Saved data entries
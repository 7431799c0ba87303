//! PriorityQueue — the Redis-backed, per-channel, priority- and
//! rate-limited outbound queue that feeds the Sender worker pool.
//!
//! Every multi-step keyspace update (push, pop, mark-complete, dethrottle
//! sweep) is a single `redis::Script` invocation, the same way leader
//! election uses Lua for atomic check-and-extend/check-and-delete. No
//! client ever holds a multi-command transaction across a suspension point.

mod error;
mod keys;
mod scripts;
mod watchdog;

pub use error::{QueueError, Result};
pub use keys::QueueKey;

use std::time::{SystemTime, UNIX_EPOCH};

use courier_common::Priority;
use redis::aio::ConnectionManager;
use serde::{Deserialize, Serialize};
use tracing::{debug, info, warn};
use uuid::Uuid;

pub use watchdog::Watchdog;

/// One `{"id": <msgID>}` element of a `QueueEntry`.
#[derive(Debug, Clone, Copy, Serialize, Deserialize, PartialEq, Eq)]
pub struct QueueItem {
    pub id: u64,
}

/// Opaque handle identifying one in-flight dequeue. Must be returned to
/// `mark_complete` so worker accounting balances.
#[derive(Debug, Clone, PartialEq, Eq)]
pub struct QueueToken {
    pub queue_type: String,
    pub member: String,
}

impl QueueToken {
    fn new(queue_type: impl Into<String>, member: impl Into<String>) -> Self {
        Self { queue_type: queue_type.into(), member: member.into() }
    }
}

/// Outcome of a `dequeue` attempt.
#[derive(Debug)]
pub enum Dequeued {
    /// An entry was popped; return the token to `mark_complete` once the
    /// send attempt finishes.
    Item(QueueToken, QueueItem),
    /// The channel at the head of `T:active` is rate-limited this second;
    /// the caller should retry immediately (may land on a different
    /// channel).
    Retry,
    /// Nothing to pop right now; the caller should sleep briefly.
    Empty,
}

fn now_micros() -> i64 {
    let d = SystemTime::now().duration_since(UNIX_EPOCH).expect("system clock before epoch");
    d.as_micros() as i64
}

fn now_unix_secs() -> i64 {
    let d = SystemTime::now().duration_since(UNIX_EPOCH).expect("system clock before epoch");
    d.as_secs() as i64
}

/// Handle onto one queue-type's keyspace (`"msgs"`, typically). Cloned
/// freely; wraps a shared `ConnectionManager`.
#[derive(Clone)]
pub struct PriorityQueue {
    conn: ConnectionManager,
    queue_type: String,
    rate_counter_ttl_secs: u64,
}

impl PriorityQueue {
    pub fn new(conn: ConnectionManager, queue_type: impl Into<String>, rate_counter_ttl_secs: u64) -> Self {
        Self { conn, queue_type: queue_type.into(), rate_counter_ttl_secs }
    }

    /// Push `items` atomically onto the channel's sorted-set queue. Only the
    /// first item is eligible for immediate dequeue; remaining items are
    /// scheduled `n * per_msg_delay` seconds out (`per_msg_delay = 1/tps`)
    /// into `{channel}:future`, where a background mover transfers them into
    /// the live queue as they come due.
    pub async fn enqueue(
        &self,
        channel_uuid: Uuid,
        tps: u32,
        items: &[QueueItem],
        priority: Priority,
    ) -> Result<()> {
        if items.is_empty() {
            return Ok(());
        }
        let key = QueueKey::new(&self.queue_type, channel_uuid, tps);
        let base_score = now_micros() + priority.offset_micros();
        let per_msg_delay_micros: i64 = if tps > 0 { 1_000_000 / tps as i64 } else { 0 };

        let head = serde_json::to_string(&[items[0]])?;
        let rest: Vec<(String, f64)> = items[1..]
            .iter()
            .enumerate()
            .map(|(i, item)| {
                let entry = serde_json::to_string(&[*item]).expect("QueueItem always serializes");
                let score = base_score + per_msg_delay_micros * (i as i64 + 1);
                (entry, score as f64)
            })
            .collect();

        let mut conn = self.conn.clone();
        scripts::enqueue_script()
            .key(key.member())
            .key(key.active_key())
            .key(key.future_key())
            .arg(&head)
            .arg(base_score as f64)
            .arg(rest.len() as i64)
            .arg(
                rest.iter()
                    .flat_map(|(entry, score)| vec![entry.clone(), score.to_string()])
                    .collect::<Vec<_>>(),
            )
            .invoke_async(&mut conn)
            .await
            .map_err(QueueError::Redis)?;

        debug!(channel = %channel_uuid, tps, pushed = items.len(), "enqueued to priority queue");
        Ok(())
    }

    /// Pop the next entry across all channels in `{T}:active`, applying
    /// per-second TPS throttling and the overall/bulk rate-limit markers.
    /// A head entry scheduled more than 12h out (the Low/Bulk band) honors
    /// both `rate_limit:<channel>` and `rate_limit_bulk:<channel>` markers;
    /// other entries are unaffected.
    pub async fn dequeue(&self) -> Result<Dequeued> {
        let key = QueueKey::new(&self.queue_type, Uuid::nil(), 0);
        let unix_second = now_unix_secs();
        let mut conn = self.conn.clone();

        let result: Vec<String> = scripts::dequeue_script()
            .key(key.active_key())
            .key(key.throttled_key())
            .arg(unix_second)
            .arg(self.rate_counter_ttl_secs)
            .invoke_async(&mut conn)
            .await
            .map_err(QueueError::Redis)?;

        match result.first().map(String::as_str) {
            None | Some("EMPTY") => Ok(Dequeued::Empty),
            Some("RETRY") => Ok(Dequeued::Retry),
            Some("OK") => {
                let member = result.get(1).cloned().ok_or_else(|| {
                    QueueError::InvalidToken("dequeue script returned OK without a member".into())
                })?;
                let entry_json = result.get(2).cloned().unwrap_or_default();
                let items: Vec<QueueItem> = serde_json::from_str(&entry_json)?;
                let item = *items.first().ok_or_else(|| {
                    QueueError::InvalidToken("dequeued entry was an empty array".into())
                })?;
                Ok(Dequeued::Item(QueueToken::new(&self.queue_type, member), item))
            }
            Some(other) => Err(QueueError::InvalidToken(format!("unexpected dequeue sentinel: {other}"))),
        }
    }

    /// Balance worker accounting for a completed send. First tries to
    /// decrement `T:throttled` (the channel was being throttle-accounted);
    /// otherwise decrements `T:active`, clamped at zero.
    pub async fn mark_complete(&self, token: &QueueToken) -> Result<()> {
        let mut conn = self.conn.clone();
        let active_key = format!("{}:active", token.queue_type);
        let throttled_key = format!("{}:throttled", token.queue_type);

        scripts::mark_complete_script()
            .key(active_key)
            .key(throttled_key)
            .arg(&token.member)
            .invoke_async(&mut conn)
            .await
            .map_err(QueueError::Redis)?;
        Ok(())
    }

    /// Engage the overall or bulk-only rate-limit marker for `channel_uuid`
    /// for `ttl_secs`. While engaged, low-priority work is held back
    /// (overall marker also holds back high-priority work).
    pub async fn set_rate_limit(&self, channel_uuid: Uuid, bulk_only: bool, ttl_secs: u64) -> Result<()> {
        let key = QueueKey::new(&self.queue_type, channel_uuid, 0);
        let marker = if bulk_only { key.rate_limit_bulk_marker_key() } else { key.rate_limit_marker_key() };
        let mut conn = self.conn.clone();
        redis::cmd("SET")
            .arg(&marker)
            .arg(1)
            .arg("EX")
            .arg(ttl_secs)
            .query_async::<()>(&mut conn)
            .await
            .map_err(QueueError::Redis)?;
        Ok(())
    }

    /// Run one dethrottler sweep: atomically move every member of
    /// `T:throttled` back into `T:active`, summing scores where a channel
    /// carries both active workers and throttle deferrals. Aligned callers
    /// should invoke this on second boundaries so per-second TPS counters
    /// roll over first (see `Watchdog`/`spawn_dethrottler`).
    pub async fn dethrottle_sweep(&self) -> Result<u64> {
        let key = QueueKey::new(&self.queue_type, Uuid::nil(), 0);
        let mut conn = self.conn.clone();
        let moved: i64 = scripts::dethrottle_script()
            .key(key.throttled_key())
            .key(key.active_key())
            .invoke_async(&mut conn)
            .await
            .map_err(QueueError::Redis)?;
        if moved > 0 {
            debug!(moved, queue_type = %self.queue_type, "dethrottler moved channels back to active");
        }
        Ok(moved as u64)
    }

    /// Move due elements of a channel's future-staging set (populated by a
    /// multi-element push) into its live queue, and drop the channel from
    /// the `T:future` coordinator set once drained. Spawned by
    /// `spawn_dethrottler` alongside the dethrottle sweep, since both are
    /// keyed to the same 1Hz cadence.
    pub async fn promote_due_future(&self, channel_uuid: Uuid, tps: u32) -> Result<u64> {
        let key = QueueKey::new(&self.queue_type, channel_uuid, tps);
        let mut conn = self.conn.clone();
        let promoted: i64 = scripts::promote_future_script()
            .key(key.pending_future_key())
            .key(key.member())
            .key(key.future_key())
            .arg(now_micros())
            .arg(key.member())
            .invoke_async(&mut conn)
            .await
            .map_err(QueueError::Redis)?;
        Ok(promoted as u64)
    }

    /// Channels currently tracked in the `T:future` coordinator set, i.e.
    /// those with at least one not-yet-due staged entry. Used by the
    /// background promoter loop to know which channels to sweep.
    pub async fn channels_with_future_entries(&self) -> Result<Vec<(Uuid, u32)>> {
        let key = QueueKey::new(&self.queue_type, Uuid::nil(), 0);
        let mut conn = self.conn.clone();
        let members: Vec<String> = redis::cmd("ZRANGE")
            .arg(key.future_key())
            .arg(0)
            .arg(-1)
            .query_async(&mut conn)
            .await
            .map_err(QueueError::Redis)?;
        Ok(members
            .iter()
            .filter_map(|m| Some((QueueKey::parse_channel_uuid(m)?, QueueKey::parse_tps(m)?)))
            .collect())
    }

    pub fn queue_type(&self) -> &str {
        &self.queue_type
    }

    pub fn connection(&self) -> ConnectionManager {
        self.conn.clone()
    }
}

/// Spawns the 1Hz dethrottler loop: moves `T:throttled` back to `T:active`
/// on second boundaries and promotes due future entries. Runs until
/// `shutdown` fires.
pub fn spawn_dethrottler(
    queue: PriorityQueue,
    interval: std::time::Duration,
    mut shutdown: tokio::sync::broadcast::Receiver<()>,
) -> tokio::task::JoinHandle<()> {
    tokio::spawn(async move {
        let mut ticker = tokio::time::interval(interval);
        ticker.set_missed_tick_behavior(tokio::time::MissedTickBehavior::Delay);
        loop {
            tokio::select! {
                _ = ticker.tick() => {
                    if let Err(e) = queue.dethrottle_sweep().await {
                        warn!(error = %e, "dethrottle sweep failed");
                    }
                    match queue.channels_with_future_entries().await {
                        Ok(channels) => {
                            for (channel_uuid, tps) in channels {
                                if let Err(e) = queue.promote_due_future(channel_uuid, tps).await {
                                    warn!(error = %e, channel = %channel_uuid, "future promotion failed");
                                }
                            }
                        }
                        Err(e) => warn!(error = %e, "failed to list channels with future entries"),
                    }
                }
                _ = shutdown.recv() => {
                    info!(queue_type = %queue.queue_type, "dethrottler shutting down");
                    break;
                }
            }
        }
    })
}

EXERCISE OBJECTIVE: From the opening line of the data above, please print each line as written up to and including the line that contains "atomic check-and-extend/check-and-delete. No", and nothing more.

EXPECTED OUTPUT:
repository 7431799c0ba87303
//! PriorityQueue — the Redis-backed, per-channel, priority- and
//! rate-limited outbound queue that feeds the Sender worker pool.
//!
//! Every multi-step keyspace update (push, pop, mark-complete, dethrottle
//! sweep) is a single `redis::Script` invocation, the same way leader
//! election uses Lua for atomic check-and-extend/check-and-delete. No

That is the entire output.